Task brief:
Nothing left out, nothing added: return the full set of records.

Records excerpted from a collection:
>>>>>
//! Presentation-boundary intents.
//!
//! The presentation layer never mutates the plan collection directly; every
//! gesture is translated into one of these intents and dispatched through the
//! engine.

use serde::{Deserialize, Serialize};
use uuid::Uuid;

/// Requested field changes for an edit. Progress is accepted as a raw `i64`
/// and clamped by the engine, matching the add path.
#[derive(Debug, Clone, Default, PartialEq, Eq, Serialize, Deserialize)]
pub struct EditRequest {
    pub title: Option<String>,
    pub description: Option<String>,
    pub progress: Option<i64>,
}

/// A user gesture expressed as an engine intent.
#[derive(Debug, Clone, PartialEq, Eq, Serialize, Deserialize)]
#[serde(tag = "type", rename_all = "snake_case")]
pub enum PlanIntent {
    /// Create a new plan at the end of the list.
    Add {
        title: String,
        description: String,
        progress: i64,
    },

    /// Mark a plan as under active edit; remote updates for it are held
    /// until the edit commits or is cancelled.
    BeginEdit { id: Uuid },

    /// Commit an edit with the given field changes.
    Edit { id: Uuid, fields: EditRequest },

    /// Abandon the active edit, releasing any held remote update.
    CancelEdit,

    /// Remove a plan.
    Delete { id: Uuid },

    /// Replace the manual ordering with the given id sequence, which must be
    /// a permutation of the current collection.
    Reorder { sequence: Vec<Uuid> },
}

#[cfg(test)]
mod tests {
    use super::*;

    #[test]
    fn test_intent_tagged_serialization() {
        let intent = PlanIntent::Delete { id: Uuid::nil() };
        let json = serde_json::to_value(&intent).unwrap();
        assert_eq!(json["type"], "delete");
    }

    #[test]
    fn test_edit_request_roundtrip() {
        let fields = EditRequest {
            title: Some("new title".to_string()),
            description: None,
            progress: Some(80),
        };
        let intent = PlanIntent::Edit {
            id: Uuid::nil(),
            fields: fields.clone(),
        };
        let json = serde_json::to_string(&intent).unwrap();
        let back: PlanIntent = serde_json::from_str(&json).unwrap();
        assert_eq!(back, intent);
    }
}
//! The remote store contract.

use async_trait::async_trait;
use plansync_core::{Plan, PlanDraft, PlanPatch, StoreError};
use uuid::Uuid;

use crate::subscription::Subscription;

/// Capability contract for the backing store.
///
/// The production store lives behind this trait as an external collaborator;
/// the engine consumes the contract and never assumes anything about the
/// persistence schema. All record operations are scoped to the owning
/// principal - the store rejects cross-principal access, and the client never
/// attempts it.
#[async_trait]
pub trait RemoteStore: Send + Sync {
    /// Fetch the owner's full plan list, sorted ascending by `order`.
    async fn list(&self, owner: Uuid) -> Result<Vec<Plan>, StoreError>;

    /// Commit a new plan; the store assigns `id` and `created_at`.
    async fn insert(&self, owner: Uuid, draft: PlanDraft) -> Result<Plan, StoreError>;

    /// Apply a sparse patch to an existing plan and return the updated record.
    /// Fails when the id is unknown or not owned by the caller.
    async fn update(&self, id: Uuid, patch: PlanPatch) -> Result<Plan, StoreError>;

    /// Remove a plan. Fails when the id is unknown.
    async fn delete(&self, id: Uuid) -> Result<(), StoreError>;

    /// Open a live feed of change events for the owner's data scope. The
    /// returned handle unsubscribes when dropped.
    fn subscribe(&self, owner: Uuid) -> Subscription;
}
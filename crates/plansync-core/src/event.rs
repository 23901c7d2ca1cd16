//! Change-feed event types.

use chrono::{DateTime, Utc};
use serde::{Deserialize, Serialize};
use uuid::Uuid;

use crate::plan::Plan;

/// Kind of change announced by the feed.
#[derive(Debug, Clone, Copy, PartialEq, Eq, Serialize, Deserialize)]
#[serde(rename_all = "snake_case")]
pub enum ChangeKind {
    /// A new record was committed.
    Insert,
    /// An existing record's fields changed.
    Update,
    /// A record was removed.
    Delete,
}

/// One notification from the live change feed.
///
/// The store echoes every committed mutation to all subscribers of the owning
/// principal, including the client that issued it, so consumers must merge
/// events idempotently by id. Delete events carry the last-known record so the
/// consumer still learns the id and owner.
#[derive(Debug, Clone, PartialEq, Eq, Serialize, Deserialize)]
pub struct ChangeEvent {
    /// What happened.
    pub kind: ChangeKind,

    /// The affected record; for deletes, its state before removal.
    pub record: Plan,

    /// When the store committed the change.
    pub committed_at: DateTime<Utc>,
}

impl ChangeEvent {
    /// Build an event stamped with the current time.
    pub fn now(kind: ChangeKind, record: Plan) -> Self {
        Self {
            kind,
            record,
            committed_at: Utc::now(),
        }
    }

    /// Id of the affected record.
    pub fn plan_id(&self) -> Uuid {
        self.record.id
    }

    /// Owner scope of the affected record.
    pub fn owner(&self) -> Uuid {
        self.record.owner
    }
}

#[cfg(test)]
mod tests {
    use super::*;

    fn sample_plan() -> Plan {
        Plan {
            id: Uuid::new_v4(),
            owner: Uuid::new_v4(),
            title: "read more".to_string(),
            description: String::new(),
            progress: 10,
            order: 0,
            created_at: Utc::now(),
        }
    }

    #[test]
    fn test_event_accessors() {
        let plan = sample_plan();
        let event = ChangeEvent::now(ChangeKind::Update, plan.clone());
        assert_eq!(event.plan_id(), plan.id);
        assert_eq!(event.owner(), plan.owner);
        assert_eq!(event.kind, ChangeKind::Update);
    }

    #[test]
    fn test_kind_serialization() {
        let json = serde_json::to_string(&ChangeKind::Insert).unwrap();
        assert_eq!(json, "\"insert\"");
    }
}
<<<<<
The completed task:
//! Presentation-boundary intents.
//!
//! The presentation layer never mutates the plan collection directly; every
//! gesture is translated into one of these intents and dispatched through the
//! engine.

use serde::{Deserialize, Serialize};
use uuid::Uuid;

/// Requested field changes for an edit. Progress is accepted as a raw `i64`
/// and clamped by the engine, matching the add path.
#[derive(Debug, Clone, Default, PartialEq, Eq, Serialize, Deserialize)]
pub struct EditRequest {
    pub title: Option<String>,
    pub description: Option<String>,
    pub progress: Option<i64>,
}

/// A user gesture expressed as an engine intent.
#[derive(Debug, Clone, PartialEq, Eq, Serialize, Deserialize)]
#[serde(tag = "type", rename_all = "snake_case")]
pub enum PlanIntent {
    /// Create a new plan at the end of the list.
    Add {
        title: String,
        description: String,
        progress: i64,
    },

    /// Mark a plan as under active edit; remote updates for it are held
    /// until the edit commits or is cancelled.
    BeginEdit { id: Uuid },

    /// Commit an edit with the given field changes.
    Edit { id: Uuid, fields: EditRequest },

    /// Abandon the active edit, releasing any held remote update.
    CancelEdit,

    /// Remove a plan.
    Delete { id: Uuid },

    /// Replace the manual ordering with the given id sequence, which must be
    /// a permutation of the current collection.
    Reorder { sequence: Vec<Uuid> },
}

#[cfg(test)]
mod tests {
    use super::*;

    #[test]
    fn test_intent_tagged_serialization() {
        let intent = PlanIntent::Delete { id: Uuid::nil() };
        let json = serde_json::to_value(&intent).unwrap();
        assert_eq!(json["type"], "delete");
    }

    #[test]
    fn test_edit_request_roundtrip() {
        let fields = EditRequest {
            title: Some("new title".to_string()),
            description: None,
            progress: Some(80),
        };
        let intent = PlanIntent::Edit {
            id: Uuid::nil(),
            fields: fields.clone(),
        };
        let json = serde_json::to_string(&intent).unwrap();
        let back: PlanIntent = serde_json::from_str(&json).unwrap();
        assert_eq!(back, intent);
    }
}
//! The remote store contract.

use async_trait::async_trait;
use plansync_core::{Plan, PlanDraft, PlanPatch, StoreError};
use uuid::Uuid;

use crate::subscription::Subscription;

/// Capability contract for the backing store.
///
/// The production store lives behind this trait as an external collaborator;
/// the engine consumes the contract and never assumes anything about the
/// persistence schema. All record operations are scoped to the owning
/// principal - the store rejects cross-principal access, and the client never
/// attempts it.
#[async_trait]
pub trait RemoteStore: Send + Sync {
    /// Fetch the owner's full plan list, sorted ascending by `order`.
    async fn list(&self, owner: Uuid) -> Result<Vec<Plan>, StoreError>;

    /// Commit a new plan; the store assigns `id` and `created_at`.
    async fn insert(&self, owner: Uuid, draft: PlanDraft) -> Result<Plan, StoreError>;

    /// Apply a sparse patch to an existing plan and return the updated record.
    /// Fails when the id is unknown or not owned by the caller.
    async fn update(&self, id: Uuid, patch: PlanPatch) -> Result<Plan, StoreError>;

    /// Remove a plan. Fails when the id is unknown.
    async fn delete(&self, id: Uuid) -> Result<(), StoreError>;

    /// Open a live feed of change events for the owner's data scope. The
    /// returned handle unsubscribes when dropped.
    fn subscribe(&self, owner: Uuid) -> Subscription;
}
filename crates/plansync-core/src/event.rs
repository 23901c7d2ca1cd16
//! Change-feed event types.

use chrono::{DateTime, Utc};
use serde::{Deserialize, Serialize};
use uuid::Uuid;

use crate::plan::Plan;

/// Kind of change announced by the feed.
#[derive(Debug, Clone, Copy, PartialEq, Eq, Serialize, Deserialize)]
#[serde(rename_all = "snake_case")]
pub enum ChangeKind {
    /// A new record was committed.
    Insert,
    /// An existing record's fields changed.
    Update,
    /// A record was removed.
    Delete,
}

/// One notification from the live change feed.
///
/// The store echoes every committed mutation to all subscribers of the owning
/// principal, including the client that issued it, so consumers must merge
/// events idempotently by id. Delete events carry the last-known record so the
/// consumer still learns the id and owner.
#[derive(Debug, Clone, PartialEq, Eq, Serialize, Deserialize)]
pub struct ChangeEvent {
    /// What happened.
    pub kind: ChangeKind,

    /// The affected record; for deletes, its state before removal.
    pub record: Plan,

    /// When the store committed the change.
    pub committed_at: DateTime<Utc>,
}

impl ChangeEvent {
    /// Build an event stamped with the current time.
    pub fn now(kind: ChangeKind, record: Plan) -> Self {
        Self {
            kind,
            record,
            committed_at: Utc::now(),
        }
    }

    /// Id of the affected record.
    pub fn plan_id(&self) -> Uuid {
        self.record.id
    }

    /// Owner scope of the affected record.
    pub fn owner(&self) -> Uuid {
        self.record.owner
    }
}

#[cfg(test)]
mod tests {
    use super::*;

    fn sample_plan() -> Plan {
        Plan {
            id: Uuid::new_v4(),
            owner: Uuid::new_v4(),
            title: "read more".to_string(),
            description: String::new(),
            progress: 10,
            order: 0,
            created_at: Utc::now(),
        }
    }

    #[test]
    fn test_event_accessors() {
        let plan = sample_plan();
        let event = ChangeEvent::now(ChangeKind::Update, plan.clone());
        assert_eq!(event.plan_id(), plan.id);
        assert_eq!(event.owner(), plan.owner);
        assert_eq!(event.kind, ChangeKind::Update);
    }

    #[test]
    fn test_kind_serialization() {
        let json = serde_json::to_string(&ChangeKind::Insert).unwrap();
        assert_eq!(json, "\"insert\"");
    }
}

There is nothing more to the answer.